For Taylor McCarthy, a junior chemical engineering student at the University of Dayton, the prospects were daunting. However, after choosing the school’s Integrative Science and Engineering Center’s Summer CoRPs (Collaborative Research Projects) Program, McCarthy could not be happier with her decision.
CoRPs is a 10-week program in which students conduct full-time research with two or three mentors from different areas of expertise. McCarthy worked with three faculty mentors: Kenya Crosson, associate professor of civil and environmental engineering and engineering mechanics; Garry Crosson, associate professor of chemistry; and Erick Vasquez, assistant professor of chemical and materials engineering.
There were 10 students involved in CoRPs this summer, and the cohort would meet once a week for a workshop to share their findings and discuss technical skills. Her summer days mostly involved time in the lab performing experiments and observations as well as presenting or reporting updates to her mentors.
She worked most closely with Dr. Erick Vasquez’s research on electrospinning – a process used to produce nanofibers – in order to make a water filter designed to remove harmful contaminants. The research focused on the extraction and removal of a toxic chemical known as bisphenol S (BPS). McCarthy’s project used nanofibers and the organic polymer lignin because of the challenge presented by the incredibly small size of the BPS chemical molecule.
“Taylor kept a well-detailed record of her experiments and persevered through many initial failures that she encountered in her research,” says Vasquez. “She definitely has the needed tenacity and curiosity to become a great researcher.”
For McCarthy, there were many moments in which the research did not turn out quite as expected and she found herself right back at the beginning, what she described as a frustrating process.

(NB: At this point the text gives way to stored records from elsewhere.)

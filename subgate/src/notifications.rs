//! Application-side handling of gateway status notifications.
//!
//! The gateway reports asynchronous subscription state changes by POSTing to
//! the registered webhook. After validation, the extracted payload is handed
//! to a [`NotificationSink`] exactly once per inbound call. Sinks are
//! stateless from the handler's point of view: nothing is retained between
//! invocations and concurrent notifications for the same subscriber may
//! arrive in any order.

use async_trait::async_trait;
use serde::{Deserialize, Serialize};
use utoipa::ToSchema;

/// The four caller-relevant fields of a gateway status notification.
#[derive(Debug, Clone, PartialEq, Eq, Serialize, Deserialize, ToSchema)]
#[serde(rename_all = "camelCase")]
pub struct NotificationPayload {
    /// Application the notification belongs to
    pub application_id: String,
    /// Charging/notification frequency reported by the gateway
    pub frequency: String,
    /// New subscription status (e.g. "REGISTERED", "UNREGISTERED")
    pub status: String,
    /// Subscriber the status change applies to
    pub subscriber_id: String,
}

impl NotificationPayload {
    /// First expected field that is empty, if any.
    pub fn missing_field(&self) -> Option<&'static str> {
        if self.application_id.is_empty() {
            return Some("applicationId");
        }
        if self.frequency.is_empty() {
            return Some("frequency");
        }
        if self.status.is_empty() {
            return Some("status");
        }
        if self.subscriber_id.is_empty() {
            return Some("subscriberId");
        }
        None
    }
}

/// Application callback invoked for each validated notification.
///
/// An `Err` return tells the gateway the notification was not accepted (it
/// receives the fixed error envelope with HTTP 500); any `Ok` return is
/// acknowledged as success regardless of what the sink did with the data.
#[async_trait]
pub trait NotificationSink: Send + Sync {
    async fn deliver(&self, notification: NotificationPayload) -> anyhow::Result<()>;
}

/// Default sink: records the notification in the service logs.
///
/// Deployments embed their own sink to persist subscription state; this crate
/// keeps no subscription registry of its own.
pub struct LogSink;

#[async_trait]
impl NotificationSink for LogSink {
    async fn deliver(&self, notification: NotificationPayload) -> anyhow::Result<()> {
        tracing::info!(
            application = %notification.application_id,
            subscriber = %notification.subscriber_id,
            status = %notification.status,
            frequency = %notification.frequency,
            "Subscription status notification"
        );
        Ok(())
    }
}
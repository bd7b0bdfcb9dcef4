//! HTTP handler for the gateway's inbound status-change webhook.

use axum::{
    Json,
    body::Body,
    extract::{FromRequest, State},
    http::{HeaderMap, Request, StatusCode},
    response::{IntoResponse, Response},
};
use chrono::Utc;
use tracing::instrument;

use crate::{AppState, api::models::notifications::AckEnvelope, notifications::NotificationPayload, signing};

/// Extractor that terminates an inbound gateway notification.
///
/// Verifies the HMAC signature (when a webhook secret is configured) against
/// the raw body before any parsing, then decodes and validates the payload.
/// Every rejection answers the gateway with the fixed error envelope; the
/// application sink is never invoked for a rejected notification.
pub struct InboundNotification(pub NotificationPayload);

impl FromRequest<AppState> for InboundNotification
where
    String: FromRequest<AppState>,
{
    type Rejection = Response;

    async fn from_request(req: Request<Body>, state: &AppState) -> Result<Self, Self::Rejection> {
        // Grab the signature headers before the body is consumed
        let headers = req.headers().clone();

        let body = String::from_request(req, state)
            .await
            .map_err(|_| reject(StatusCode::BAD_REQUEST, "unreadable request body"))?;

        if let Some(secret) = &state.config.webhook.secret {
            verify_notification(&headers, &body, secret, state.config.webhook.tolerance.as_secs())
                .map_err(|reason| reject(StatusCode::UNAUTHORIZED, &reason))?;
        }

        let payload: NotificationPayload = serde_json::from_str(&body)
            .map_err(|e| reject(StatusCode::BAD_REQUEST, &format!("malformed notification: {e}")))?;

        if let Some(field) = payload.missing_field() {
            return Err(reject(
                StatusCode::BAD_REQUEST,
                &format!("malformed notification: empty field {field}"),
            ));
        }

        Ok(Self(payload))
    }
}

/// Check the Standard Webhooks headers against the shared secret.
fn verify_notification(headers: &HeaderMap, body: &str, secret: &str, tolerance_secs: u64) -> Result<(), String> {
    let header_str = |name: &str| {
        headers
            .get(name)
            .and_then(|value| value.to_str().ok())
            .ok_or_else(|| format!("missing {name} header"))
    };

    let msg_id = header_str("webhook-id")?;
    let timestamp: i64 = header_str("webhook-timestamp")?
        .parse()
        .map_err(|_| "invalid webhook-timestamp header".to_string())?;
    let signature = header_str("webhook-signature")?;

    let age = (Utc::now().timestamp() - timestamp).unsigned_abs();
    if age > tolerance_secs {
        return Err(format!("timestamp outside tolerance window ({age}s old)"));
    }

    if !signing::verify_signature(msg_id, timestamp, body, signature, secret) {
        return Err("signature mismatch".to_string());
    }

    Ok(())
}

fn reject(status: StatusCode, reason: &str) -> Response {
    tracing::warn!(%reason, "Rejecting gateway notification");
    (status, Json(AckEnvelope::error())).into_response()
}

/// Inbound webhook for subscription status changes.
///
/// The sink runs synchronously on the call that delivered the notification;
/// its outcome alone selects which of the two fixed envelopes the gateway
/// gets back.
#[utoipa::path(
    post,
    path = "/webhooks/subscription",
    tag = "webhooks",
    summary = "Receive a gateway status notification",
    description = "Terminates the gateway's status-change callback. Always answers with one of two fixed envelopes.",
    request_body = NotificationPayload,
    responses(
        (status = 200, description = "Notification accepted", body = AckEnvelope),
        (status = 400, description = "Malformed notification", body = AckEnvelope),
        (status = 401, description = "Missing or invalid signature", body = AckEnvelope),
        (status = 500, description = "Application callback failed", body = AckEnvelope),
    )
)]
#[instrument(skip_all)]
pub async fn notification_webhook(
    State(state): State<AppState>,
    InboundNotification(notification): InboundNotification,
) -> Response {
    match state.sink.deliver(notification).await {
        Ok(()) => (StatusCode::OK, Json(AckEnvelope::success())).into_response(),
        Err(error) => {
            tracing::error!("Notification sink failed: {:#}", error);
            (StatusCode::INTERNAL_SERVER_ERROR, Json(AckEnvelope::error())).into_response()
        }
    }
}
//! API models for subscription management endpoints.

use serde::Deserialize;
use utoipa::ToSchema;

/// Request to subscribe a subscriber with the gateway.
#[derive(Debug, Clone, Deserialize, ToSchema)]
#[serde(rename_all = "camelCase")]
pub struct SubscriptionCreate {
    /// Opaque subscriber identifier (e.g. a masked phone number)
    pub subscriber_id: String,
}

However, she feels as if this real-world experience changed how she sees research as she now knows it is about trying different things, learning what to do differently, and ultimately fostering a curious and open mind.

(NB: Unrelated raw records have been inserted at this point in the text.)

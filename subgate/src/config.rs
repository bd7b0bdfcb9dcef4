//! Application configuration management.
//!
//! Configuration is loaded from a YAML file with environment variable overrides. The configuration
//! file path defaults to `config.yaml` but can be specified via `-f` flag or `SUBGATE_CONFIG`
//! environment variable.
//!
//! ## Loading Priority
//!
//! Configuration sources are merged in the following order (later sources override earlier ones):
//!
//! 1. **YAML config file** - Base configuration (default: `config.yaml`)
//! 2. **Environment variables** - Variables prefixed with `SUBGATE_` override YAML values
//!
//! For nested config values, use double underscores in environment variables. For example,
//! `SUBGATE_GATEWAY__APPLICATION_ID=APP_000123` sets the `gateway.application_id` field.
//!
//! ## Environment Variable Examples
//!
//! ```bash
//! # Override server port
//! SUBGATE_PORT=8080
//!
//! # Gateway credentials (preferred over putting secrets in YAML)
//! SUBGATE_GATEWAY__APPLICATION_ID="APP_000123"
//! SUBGATE_GATEWAY__PASSWORD="hunter2"
//!
//! # Webhook signing secret shared with the gateway operator
//! SUBGATE_WEBHOOK__SECRET="whsec_..."
//! ```

use clap::Parser;
use figment::{
    Figment,
    providers::{Env, Format, Yaml},
};
use serde::{Deserialize, Serialize};
use std::{fmt, time::Duration};
use url::Url;

use crate::signing;

/// Simple CLI args - just for specifying config file
#[derive(Parser, Debug)]
#[command(author, version, about, long_about = None)]
pub struct Args {
    /// Path to configuration file
    #[arg(short = 'f', long, env = "SUBGATE_CONFIG", default_value = "config.yaml")]
    pub config: String,

    /// Validate configuration and exit without starting the server.
    /// Useful for CI/CD pipelines to catch config errors before deployment.
    #[arg(long)]
    pub validate: bool,
}

/// Main application configuration.
///
/// This is the root configuration structure loaded from YAML and environment variables.
/// All fields have sensible defaults defined in the `Default` implementation.
#[derive(Debug, Clone, Deserialize, Serialize)]
#[serde(default, deny_unknown_fields)]
pub struct Config {
    /// HTTP server host to bind to (e.g., "0.0.0.0" for all interfaces)
    pub host: String,
    /// HTTP server port to bind to
    pub port: u16,
    /// Outbound subscription gateway configuration
    pub gateway: GatewayConfig,
    /// Inbound notification webhook configuration
    pub webhook: WebhookConfig,
}

/// Subscription gateway connection settings.
///
/// Credentials are issued by the gateway operator when the application is
/// registered. Set `password` via environment variable rather than YAML where
/// possible.
#[derive(Clone, Deserialize, Serialize)]
#[serde(default, deny_unknown_fields)]
pub struct GatewayConfig {
    /// Application identifier issued by the gateway operator
    pub application_id: String,
    /// Shared secret for the application
    pub password: String,
    /// Gateway protocol version string sent with every request
    pub version: String,
    /// Outbound endpoint for subscribe/unsubscribe requests
    pub url: Url,
    /// Path the gateway operator registers for status-change callbacks.
    /// Recorded here for registration purposes; requests are routed by the
    /// server regardless of this value.
    pub webhook_path: String,
    /// HTTP timeout for gateway requests
    #[serde(with = "humantime_serde")]
    pub timeout: Duration,
}

// Keep the gateway password out of startup logs and error chains.
impl fmt::Debug for GatewayConfig {
    fn fmt(&self, f: &mut fmt::Formatter<'_>) -> fmt::Result {
        f.debug_struct("GatewayConfig")
            .field("application_id", &self.application_id)
            .field("password", &"<redacted>")
            .field("version", &self.version)
            .field("url", &self.url.as_str())
            .field("webhook_path", &self.webhook_path)
            .field("timeout", &self.timeout)
            .finish()
    }
}

impl Default for GatewayConfig {
    fn default() -> Self {
        Self {
            application_id: String::new(),
            password: String::new(),
            version: "1.0".to_string(),
            url: Url::parse("http://localhost:7000/subscription/send").unwrap(),
            webhook_path: "/webhooks/subscription".to_string(),
            timeout: Duration::from_secs(30),
        }
    }
}

/// Inbound notification webhook settings.
#[derive(Debug, Clone, Deserialize, Serialize)]
#[serde(default, deny_unknown_fields)]
pub struct WebhookConfig {
    /// `whsec_`-prefixed signing secret shared with the gateway operator.
    /// When set, inbound notifications must carry a valid HMAC signature;
    /// when unset, unsigned notifications are accepted and a warning is
    /// logged at startup.
    #[serde(skip_serializing_if = "Option::is_none")]
    pub secret: Option<String>,
    /// Maximum accepted age of a signed notification timestamp (replay window)
    #[serde(with = "humantime_serde")]
    pub tolerance: Duration,
}

impl Default for WebhookConfig {
    fn default() -> Self {
        Self {
            secret: None,
            tolerance: Duration::from_secs(5 * 60),
        }
    }
}

impl Default for Config {
    fn default() -> Self {
        Self {
            host: "0.0.0.0".to_string(),
            port: 3001,
            gateway: GatewayConfig::default(),
            webhook: WebhookConfig::default(),
        }
    }
}

impl Config {
    #[allow(clippy::result_large_err)]
    pub fn load(args: &Args) -> Result<Self, figment::Error> {
        let config: Self = Self::figment(args).extract()?;
        config.validate().map_err(figment::Error::from)?;
        Ok(config)
    }

    pub fn figment(args: &Args) -> Figment {
        Figment::new()
            // Load base config file
            .merge(Yaml::file(&args.config))
            // Environment variables can still override specific values
            .merge(Env::prefixed("SUBGATE_").split("__"))
    }

    pub fn bind_address(&self) -> String {
        format!("{}:{}", self.host, self.port)
    }

    fn validate(&self) -> Result<(), String> {
        if let Some(secret) = &self.webhook.secret
            && signing::decode_secret(secret).is_none()
        {
            return Err(format!(
                "webhook.secret must be a base64 secret prefixed with {:?}",
                signing::SECRET_PREFIX
            ));
        }
        Ok(())
    }
}

#[cfg(test)]
mod tests {
    use super::*;
    use figment::Jail;

    #[test]
    fn test_gateway_config() {
        Jail::expect_with(|jail| {
            jail.create_file(
                "test.yaml",
                r#"
gateway:
  application_id: APP_000123
  password: secret
  url: https://api.gateway.example/subscription/send
  timeout: 10s
"#,
            )?;

            let args = Args {
                config: "test.yaml".to_string(),
                validate: false,
            };

            let config = Config::load(&args)?;

            assert_eq!(config.gateway.application_id, "APP_000123");
            assert_eq!(config.gateway.password, "secret");
            assert_eq!(config.gateway.url.as_str(), "https://api.gateway.example/subscription/send");
            assert_eq!(config.gateway.timeout, Duration::from_secs(10));
            // Defaults fill the rest
            assert_eq!(config.gateway.version, "1.0");
            assert_eq!(config.port, 3001);

            Ok(())
        });
    }

    #[test]
    fn test_env_override() {
        Jail::expect_with(|jail| {
            jail.create_file(
                "test.yaml",
                r#"
host: 0.0.0.0
gateway:
  application_id: from-yaml
"#,
            )?;

            jail.set_env("SUBGATE_HOST", "127.0.0.1");
            jail.set_env("SUBGATE_PORT", "8080");
            jail.set_env("SUBGATE_GATEWAY__APPLICATION_ID", "from-env");

            let args = Args {
                config: "test.yaml".to_string(),
                validate: false,
            };

            let config = Config::load(&args)?;

            // Env vars should override
            assert_eq!(config.host, "127.0.0.1");
            assert_eq!(config.port, 8080);
            assert_eq!(config.gateway.application_id, "from-env");

            Ok(())
        });
    }

    #[test]
    fn test_invalid_webhook_secret_rejected() {
        Jail::expect_with(|jail| {
            jail.create_file(
                "test.yaml",
                r#"
webhook:
  secret: not-a-webhook-secret
"#,
            )?;

            let args = Args {
                config: "test.yaml".to_string(),
                validate: false,
            };

            assert!(Config::load(&args).is_err());

            Ok(())
        });
    }

    #[test]
    fn test_password_redacted_in_debug() {
        let mut config = GatewayConfig::default();
        config.password = "hunter2".to_string();

        let rendered = format!("{:?}", config);
        assert!(!rendered.contains("hunter2"));
        assert!(rendered.contains("<redacted>"));
    }
}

“Research is very rewarding because even when things don’t go as planned, you still learn from your failure, which brings you one step closer to success,” says McCarthy. “I connected with faculty across different departments, and I would say the CoRPs Program is a great opportunity to learn about the research side of the industry – it’s a fun and rewarding process.”

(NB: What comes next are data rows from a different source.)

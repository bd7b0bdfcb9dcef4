//! Request/response models for the HTTP surface.

pub mod notifications;
pub mod subscriptions;
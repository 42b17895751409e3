//! Configuration for agents and the similarity index.
//!
//! Required credentials are validated up front so that a misconfigured
//! process fails before it accepts any pipeline run.

use crate::errors::ConfigurationError;
use serde::{Deserialize, Serialize};
use std::time::Duration;

const ENV_OPENAI_API_KEY: &str = "OPENAI_API_KEY";
const ENV_OPENAI_MODEL_NAME: &str = "OPENAI_MODEL_NAME";
const ENV_OPENAI_EMBEDDING_MODEL_NAME: &str = "OPENAI_EMBEDDING_MODEL_NAME";
const ENV_INDEX_API_KEY: &str = "VECTOR_INDEX_API_KEY";
const ENV_INDEX_NAME: &str = "VECTOR_INDEX_NAME";
const ENV_INDEX_HOST: &str = "VECTOR_INDEX_HOST";
const ENV_RETRIEVAL_K: &str = "RETRIEVAL_K";
const ENV_MAX_TOOL_ROUNDS: &str = "MAX_TOOL_ROUNDS";
const ENV_REQUEST_TIMEOUT_SECONDS: &str = "REQUEST_TIMEOUT_SECONDS";

fn default_model_name() -> String {
    "gpt-4o-mini".to_string()
}

fn default_embedding_model_name() -> String {
    "text-embedding-3-small".to_string()
}

fn default_retrieval_k() -> usize {
    4
}

fn default_max_tool_rounds() -> usize {
    8
}

fn default_timeout() -> f64 {
    30.0
}

/// Application settings.
#[derive(Debug, Clone, Serialize, Deserialize)]
pub struct Settings {
    /// API key for the chat/embedding backend.
    pub openai_api_key: String,
    /// Chat model name.
    #[serde(default = "default_model_name")]
    pub openai_model_name: String,
    /// Embedding model name; must match the index dimension.
    #[serde(default = "default_embedding_model_name")]
    pub openai_embedding_model_name: String,
    /// API key for the vector index.
    pub index_api_key: String,
    /// Vector index name.
    pub index_name: String,
    /// Vector index host URL.
    pub index_host: String,
    /// Number of passages requested per search call.
    #[serde(default = "default_retrieval_k")]
    pub retrieval_k: usize,
    /// Maximum agent tool-execution rounds per invocation.
    #[serde(default = "default_max_tool_rounds")]
    pub max_tool_rounds: usize,
    /// Per-request timeout for external-service calls, in seconds.
    #[serde(default = "default_timeout")]
    pub request_timeout_seconds: f64,
}

impl Default for Settings {
    fn default() -> Self {
        Self {
            openai_api_key: String::new(),
            openai_model_name: default_model_name(),
            openai_embedding_model_name: default_embedding_model_name(),
            index_api_key: String::new(),
            index_name: String::new(),
            index_host: String::new(),
            retrieval_k: default_retrieval_k(),
            max_tool_rounds: default_max_tool_rounds(),
            request_timeout_seconds: default_timeout(),
        }
    }
}

impl Settings {
    /// Loads settings from process environment variables.
    ///
    /// # Errors
    ///
    /// Returns [`ConfigurationError::MissingVars`] naming every unset
    /// required variable, or [`ConfigurationError::Invalid`] when an
    /// optional variable is set but unparsable.
    pub fn from_env() -> Result<Self, ConfigurationError> {
        Self::from_lookup(|name| std::env::var(name).ok())
    }

    /// Loads settings through an arbitrary variable lookup.
    ///
    /// # Errors
    ///
    /// See [`Settings::from_env`].
    pub fn from_lookup<F>(lookup: F) -> Result<Self, ConfigurationError>
    where
        F: Fn(&str) -> Option<String>,
    {
        let required = [
            ENV_OPENAI_API_KEY,
            ENV_INDEX_API_KEY,
            ENV_INDEX_NAME,
            ENV_INDEX_HOST,
        ];

        let missing: Vec<String> = required
            .iter()
            .filter(|name| lookup(name).is_none())
            .map(|name| (*name).to_string())
            .collect();

        if !missing.is_empty() {
            return Err(ConfigurationError::MissingVars { missing });
        }

        Ok(Self {
            openai_api_key: lookup(ENV_OPENAI_API_KEY).unwrap_or_default(),
            openai_model_name: lookup(ENV_OPENAI_MODEL_NAME)
                .unwrap_or_else(default_model_name),
            openai_embedding_model_name: lookup(ENV_OPENAI_EMBEDDING_MODEL_NAME)
                .unwrap_or_else(default_embedding_model_name),
            index_api_key: lookup(ENV_INDEX_API_KEY).unwrap_or_default(),
            index_name: lookup(ENV_INDEX_NAME).unwrap_or_default(),
            index_host: lookup(ENV_INDEX_HOST).unwrap_or_default(),
            retrieval_k: parse_var(&lookup, ENV_RETRIEVAL_K, default_retrieval_k())?,
            max_tool_rounds: parse_var(&lookup, ENV_MAX_TOOL_ROUNDS, default_max_tool_rounds())?,
            request_timeout_seconds: parse_var(
                &lookup,
                ENV_REQUEST_TIMEOUT_SECONDS,
                default_timeout(),
            )?,
        })
    }

    /// Sets the number of passages per search call.
    #[must_use]
    pub fn with_retrieval_k(mut self, k: usize) -> Self {
        self.retrieval_k = k;
        self
    }

    /// Gets the request timeout as a [`Duration`].
    #[must_use]
    pub fn request_timeout(&self) -> Duration {
        Duration::from_secs_f64(self.request_timeout_seconds)
    }
}

fn parse_var<F, T>(lookup: &F, name: &str, default: T) -> Result<T, ConfigurationError>
where
    F: Fn(&str) -> Option<String>,
    T: std::str::FromStr,
    T::Err: std::fmt::Display,
{
    match lookup(name) {
        None => Ok(default),
        Some(raw) => raw.parse().map_err(|e: T::Err| ConfigurationError::Invalid {
            name: name.to_string(),
            reason: e.to_string(),
        }),
    }
}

At the end of the program, McCarthy orally presented her research at the Summer Undergraduate Research Symposium. She was honored with the award of best oral presentation after a summer of dedication and hard work. The presentation showcased the skills McCarthy acquired throughout her summer journey and was a great end to a fulfilling experience.
Prior to her summer with CoRPs, McCarthy had not considered research as a career. However, after a wonderful experience last summer, her thoughts about research have changed, and she is now open to considering research as a potential career path.
There is no doubt that McCarthy’s success in her summer research will follow her throughout her academic career and in her future research. With a natural sense of curiosity and love for the sciences, it appears McCarthy has a bright future ahead.